Introduced as part of code changes dating back to October 2000, a critical vulnerability has been disclosed in the SQLite database library that could allow an attacker to crash or take control of the program.
“If the library was compiled without a stack canary, arbitrary code execution is checked, but if a stack canary is present, it is unchecked, and Denial of Service is checked in all cases.”
The vulnerability discovered by Trail of Bits is integer overflow bug This happens when a very large string input is passed as a parameter to the SQLite implementation. printf functionthen use another function to handle the string formatting (“sqlite3_str_vappendf”).

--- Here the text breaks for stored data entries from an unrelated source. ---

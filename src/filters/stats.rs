//! Image statistics and intensity scaling.
//!
//! Min/max, sums and the rescaling helpers the deconvolution loop uses to
//! keep the re-blurred estimate on the observed image's intensity scale, plus
//! the non-negativity clamp.

use ndarray::{Array3, ArrayView3, Zip};
use rayon::prelude::*;

/// Minimum and maximum sample value.
///
/// Returns `None` for an empty image. NaN samples are ignored.
pub fn min_max(image: ArrayView3<f32>) -> Option<(f32, f32)> {
    image.iter().fold(None, |acc, &v| {
        if v.is_nan() {
            return acc;
        }
        match acc {
            None => Some((v, v)),
            Some((lo, hi)) => Some((lo.min(v), hi.max(v))),
        }
    })
}

/// Maximum sample value, `None` when empty.
pub fn max(image: ArrayView3<f32>) -> Option<f32> {
    min_max(image).map(|(_, hi)| hi)
}

/// Largest absolute sample value (0 for an empty image).
pub fn max_abs(image: ArrayView3<f32>) -> f32 {
    match image.as_slice_memory_order() {
        Some(samples) => samples
            .par_iter()
            .fold(|| 0.0f32, |acc, v| acc.max(v.abs()))
            .reduce(|| 0.0f32, f32::max),
        None => image.iter().fold(0.0f32, |acc, v| acc.max(v.abs())),
    }
}

/// Sum of all samples, accumulated in f64.
pub fn sum(image: ArrayView3<f32>) -> f64 {
    image.iter().map(|&v| v as f64).sum()
}

/// Multiply every sample by `factor` in place.
pub fn scale(image: &mut Array3<f32>, factor: f32) {
    image.mapv_inplace(|v| v * factor);
}

/// Rescale so the maximum sample equals `target_max`.
///
/// Returns `false` and leaves the image untouched when the current maximum is
/// not a positive finite number, since dividing by it would poison the data.
pub fn rescale_to_max(image: &mut Array3<f32>, target_max: f32) -> bool {
    match max(image.view()) {
        Some(current) if current > 0.0 && current.is_finite() => {
            scale(image, target_max / current);
            true
        }
        _ => false,
    }
}

/// Normalize so the samples sum to 1.
///
/// Returns `false` when the sum is zero or non-finite.
pub fn normalize_sum(image: &mut Array3<f32>) -> bool {
    let total = sum(image.view());
    if total == 0.0 || !total.is_finite() {
        return false;
    }
    scale(image, (1.0 / total) as f32);
    true
}

/// Set every negative sample to exactly zero.
///
/// Only samples below zero are written; an image that is already
/// non-negative is left bit-for-bit unchanged.
///
/// # Returns
/// Number of samples that were clamped.
pub fn clamp_non_negative(image: &mut Array3<f32>) -> usize {
    if let Some(samples) = image.as_slice_memory_order_mut() {
        return samples
            .par_iter_mut()
            .map(|v| {
                if *v < 0.0 {
                    *v = 0.0;
                    1usize
                } else {
                    0
                }
            })
            .sum();
    }

    let mut clamped = 0;
    Zip::from(image).for_each(|v| {
        if *v < 0.0 {
            *v = 0.0;
            clamped += 1;
        }
    });
    clamped
}

#[cfg(test)]
mod tests {
    use super::*;
    use approx::assert_relative_eq;

    fn ramp() -> Array3<f32> {
        Array3::from_shape_fn((1, 3, 3), |(_, y, x)| (y * 3 + x) as f32 - 2.0)
    }

    #[test]
    fn test_min_max() {
        assert_eq!(min_max(ramp().view()), Some((-2.0, 6.0)));
        assert_eq!(min_max(Array3::<f32>::zeros((0, 3, 3)).view()), None);
    }

    #[test]
    fn test_max_abs() {
        let mut image = ramp();
        image[[0, 0, 0]] = -9.0;
        assert_eq!(max_abs(image.view()), 9.0);
    }

    #[test]
    fn test_rescale_to_max() {
        let mut image = ramp();
        assert!(rescale_to_max(&mut image, 10000.0));
        assert_relative_eq!(max(image.view()).unwrap(), 10000.0);
        assert_relative_eq!(image[[0, 0, 0]], -2.0 * 10000.0 / 6.0, epsilon = 1e-2);
    }

    #[test]
    fn test_rescale_to_max_skips_non_positive_max() {
        let mut image = Array3::<f32>::from_elem((1, 2, 2), -1.0);
        let before = image.clone();
        assert!(!rescale_to_max(&mut image, 100.0));
        assert_eq!(image, before);

        let mut zeros = Array3::<f32>::zeros((1, 2, 2));
        assert!(!rescale_to_max(&mut zeros, 100.0));
    }

    #[test]
    fn test_normalize_sum() {
        let mut image = Array3::<f32>::from_elem((2, 2, 2), 3.0);
        assert!(normalize_sum(&mut image));
        assert_relative_eq!(sum(image.view()), 1.0, epsilon = 1e-6);

        let mut zeros = Array3::<f32>::zeros((1, 2, 2));
        assert!(!normalize_sum(&mut zeros));
    }

    #[test]
    fn test_clamp_sets_negatives_to_zero() {
        let mut image = ramp();
        let clamped = clamp_non_negative(&mut image);

        assert_eq!(clamped, 2);
        assert_eq!(image[[0, 0, 0]], 0.0);
        assert_eq!(image[[0, 0, 1]], 0.0);
        assert_eq!(image[[0, 0, 2]], 0.0);
        assert_eq!(image[[0, 2, 2]], 6.0);
    }

    #[test]
    fn test_clamp_with_reversed_axis() {
        // Memory order no longer matches logical order
        let mut image = ramp();
        image.invert_axis(ndarray::Axis(2));
        let clamped = clamp_non_negative(&mut image);

        assert_eq!(clamped, 2);
        assert!(image.iter().all(|&v| v >= 0.0));
        assert_eq!(max_abs(image.view()), 6.0);
    }

    #[test]
    fn test_max_abs_of_large_image() {
        let mut image = Array3::<f32>::from_elem((4, 64, 64), 1.5);
        image[[3, 17, 40]] = -250.0;
        assert_eq!(max_abs(image.view()), 250.0);
        assert_eq!(max_abs(Array3::<f32>::zeros((0, 2, 2)).view()), 0.0);
    }

    #[test]
    fn test_clamp_is_noop_without_negatives() {
        let mut image = Array3::from_shape_fn((2, 3, 3), |(z, y, x)| (z + y * x) as f32 * 0.37);
        let before: Vec<u32> = image.iter().map(|v| v.to_bits()).collect();

        assert_eq!(clamp_non_negative(&mut image), 0);

        let after: Vec<u32> = image.iter().map(|v| v.to_bits()).collect();
        assert_eq!(before, after);
    }
}
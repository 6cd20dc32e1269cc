//! Gaussian smoothing for 2D and 3D float images.
//!
//! Separable convolution with one 1D pass per axis. Edges are handled by
//! clamping the sample index to the image border, so a constant image stays
//! constant. Lanes along each axis are processed in parallel with rayon.

use ndarray::{Array3, ArrayView3, Axis, Zip};

use super::core::gaussian_kernel_1d;

/// Apply Gaussian blur to a `(depth, height, width)` image.
///
/// # Arguments
/// * `image` - Input image
/// * `sigma_xy` - Standard deviation along x and y, in pixels
/// * `sigma_z` - Standard deviation along z; `0.0` blurs each slice on its own
///
/// # Returns
/// Blurred image with the same dimensions
pub fn gaussian_blur(image: ArrayView3<f32>, sigma_xy: f32, sigma_z: f32) -> Array3<f32> {
    let mut result = image.to_owned();

    if sigma_xy > 0.0 {
        let kernel = gaussian_kernel_1d(sigma_xy);
        // Horizontal pass
        result = blur_axis(result.view(), Axis(2), &kernel);
        // Vertical pass
        result = blur_axis(result.view(), Axis(1), &kernel);
    }

    if sigma_z > 0.0 && image.len_of(Axis(0)) > 1 {
        let kernel = gaussian_kernel_1d(sigma_z);
        result = blur_axis(result.view(), Axis(0), &kernel);
    }

    result
}

fn blur_axis(input: ArrayView3<f32>, axis: Axis, kernel: &[f32]) -> Array3<f32> {
    let mut output = Array3::<f32>::zeros(input.raw_dim());
    let half = kernel.len() / 2;

    Zip::from(output.lanes_mut(axis))
        .and(input.lanes(axis))
        .par_for_each(|mut dst, src| {
            let len = src.len();
            for i in 0..len {
                let mut sum = 0.0f32;
                for (ki, &kv) in kernel.iter().enumerate() {
                    let si = (i as isize + ki as isize - half as isize)
                        .clamp(0, len as isize - 1) as usize;
                    sum += src[si] * kv;
                }
                dst[i] = sum;
            }
        });

    output
}
//! WebAssembly exports for the restoration filters.
//!
//! These functions are exposed to JavaScript via wasm-bindgen.
//!
//! ## Buffer Layout
//!
//! Images cross the boundary as flat row-major `Float32Array`s of length
//! `width * height * depth`, slice after slice. Errors are returned as
//! JavaScript strings.

use wasm_bindgen::prelude::*;

use crate::deconvolution;
use crate::error::RestorationError;
use crate::filters::core::{image_from_flat, image_into_flat};
use crate::filters::fourier;
use crate::synth::{self, ChirpParams};

fn to_js(err: RestorationError) -> JsValue {
    JsValue::from_str(&err.to_string())
}

// ============================================================================
// Deconvolution
// ============================================================================

/// Constrained iterative deconvolution.
///
/// # Arguments
/// * `observed` - Flat observed image
/// * `psf` - Flat centred PSF with the same dimensions
/// * `width`, `height`, `depth` - Image dimensions (`depth = 1` for 2D)
/// * `iterations` - Number of iterations (must be >= 0)
/// * `smooth_period` - Smooth every N iterations (0 disables)
/// * `smooth_sigma` - Gaussian smoothing width in pixels
///
/// # Returns
/// Flat restored image
#[wasm_bindgen]
#[allow(clippy::too_many_arguments)]
pub fn deconvolve_wasm(
    observed: &[f32],
    psf: &[f32],
    width: usize,
    height: usize,
    depth: usize,
    iterations: i32,
    smooth_period: usize,
    smooth_sigma: f32,
) -> Result<Vec<f32>, JsValue> {
    let observed = image_from_flat(observed, width, height, depth).map_err(to_js)?;
    let psf = image_from_flat(psf, width, height, depth).map_err(to_js)?;

    let result = deconvolution::deconvolve(
        observed.view(),
        psf.view(),
        iterations as i64,
        smooth_period,
        smooth_sigma,
    )
    .map_err(to_js)?;
    Ok(image_into_flat(result))
}

// ============================================================================
// Fourier Domain Math
// ============================================================================

/// Circular convolution with a centred PSF.
#[wasm_bindgen]
pub fn convolve_wasm(
    image: &[f32],
    psf: &[f32],
    width: usize,
    height: usize,
    depth: usize,
) -> Result<Vec<f32>, JsValue> {
    let image = image_from_flat(image, width, height, depth).map_err(to_js)?;
    let psf = image_from_flat(psf, width, height, depth).map_err(to_js)?;

    let result = fourier::convolve(image.view(), psf.view()).map_err(to_js)?;
    Ok(image_into_flat(result))
}

// ============================================================================
// Test Data
// ============================================================================

/// Exponential chirp test image, 1-10001 photons.
#[wasm_bindgen]
pub fn chirp_image_wasm(width: usize, height: usize) -> Vec<f32> {
    image_into_flat(synth::chirp_image(width, height, &ChirpParams::default()))
}

/// Centred Gaussian PSF normalized to sum 1.
#[wasm_bindgen]
pub fn gaussian_psf_wasm(
    width: usize,
    height: usize,
    depth: usize,
    sigma: f32,
    sigma_z: f32,
) -> Vec<f32> {
    image_into_flat(synth::gaussian_psf((depth, height, width), sigma, sigma_z))
}
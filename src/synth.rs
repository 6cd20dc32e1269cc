//! Synthetic test data: the exponential chirp target and Gaussian PSFs.
//!
//! The chirp has identical contrast at every stripe spacing, which makes the
//! frequency-dependent contrast loss caused by blurring (and its recovery by
//! deconvolution) visible along any horizontal line profile.

use std::f32::consts::PI;

use ndarray::Array3;
use serde::{Deserialize, Serialize};

use crate::error::Shape;
use crate::filters::core::center_of;
use crate::filters::stats;

/// Parameters of the exponential chirp `sin(2π·f0·k^t·t)` with `t = x / period`.
#[derive(Debug, Clone, Copy, PartialEq, Serialize, Deserialize)]
#[serde(default)]
pub struct ChirpParams {
    /// Starting spatial frequency.
    pub f0: f32,
    /// Exponential growth base of the frequency.
    pub k: f32,
    /// Pixels per unit of `t`.
    pub period: f32,
    /// Half the peak-to-peak range, in photons.
    pub amplitude: f32,
    /// Added to every sample so the minimum stays positive.
    pub offset: f32,
}

impl Default for ChirpParams {
    fn default() -> Self {
        Self {
            f0: 0.1,
            k: 3.0,
            // avoids a sharp discontinuity at the right edge of a 512 wide image
            period: 149.8,
            amplitude: 5000.0,
            offset: 1.0,
        }
    }
}

/// Generate a 2D exponential chirp image of shape `(1, height, width)`.
///
/// With default parameters samples span 1 to 10001 photons regardless of
/// stripe spacing, and every row is identical.
pub fn chirp_image(width: usize, height: usize, params: &ChirpParams) -> Array3<f32> {
    let row: Vec<f32> = (0..width)
        .map(|x| {
            let t = x as f32 / params.period;
            let v = (2.0 * PI * params.f0 * (params.k.powf(t) * t)).sin();
            (v + 1.0) * params.amplitude + params.offset
        })
        .collect();

    Array3::from_shape_fn((1, height, width), |(_, _, x)| row[x])
}

/// Generate a centred Gaussian PSF normalized to a sum of 1.
///
/// # Arguments
/// * `shape` - `(depth, height, width)` of the image it will be used with
/// * `sigma_xy` - Lateral standard deviation in pixels
/// * `sigma_z` - Axial standard deviation in pixels; `<= 0` gives a PSF
///   confined to the central slice
pub fn gaussian_psf(shape: Shape, sigma_xy: f32, sigma_z: f32) -> Array3<f32> {
    let (cz, cy, cx) = center_of(shape);

    let weight = |d: f32, sigma: f32| -> f32 {
        if sigma > 0.0 {
            (-d * d / (2.0 * sigma * sigma)).exp()
        } else if d == 0.0 {
            1.0
        } else {
            0.0
        }
    };

    let mut psf = Array3::from_shape_fn(shape, |(z, y, x)| {
        let dz = z as f32 - cz as f32;
        let dy = y as f32 - cy as f32;
        let dx = x as f32 - cx as f32;
        weight(dz, sigma_z) * weight(dy, sigma_xy) * weight(dx, sigma_xy)
    });

    stats::normalize_sum(&mut psf);
    psf
}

However, the defective bank is successfully weaponized based on the preconditions contained in the string. Replacement type in the form %Q, %q, or %wIf user-controlled data is written beyond the bounds of a stack-allocated buffer, the program can crash.
“Using special characters to enable scanning of Unicode characters if the format string contains a ‘!’ will in the worst case result in arbitrary code execution or a program hang (almost) It can loop indefinitely,” explains Kellas.
This vulnerability is also an example of a scenario that would have been considered impractical decades ago: assigning a 1GB string as input. 64-bit computing system.
“This is a bug that might not have looked like an error when it was written (SQLite source code dates back to 2000) when the system was primarily a 32-bit architecture,” Kellas said. I’m here.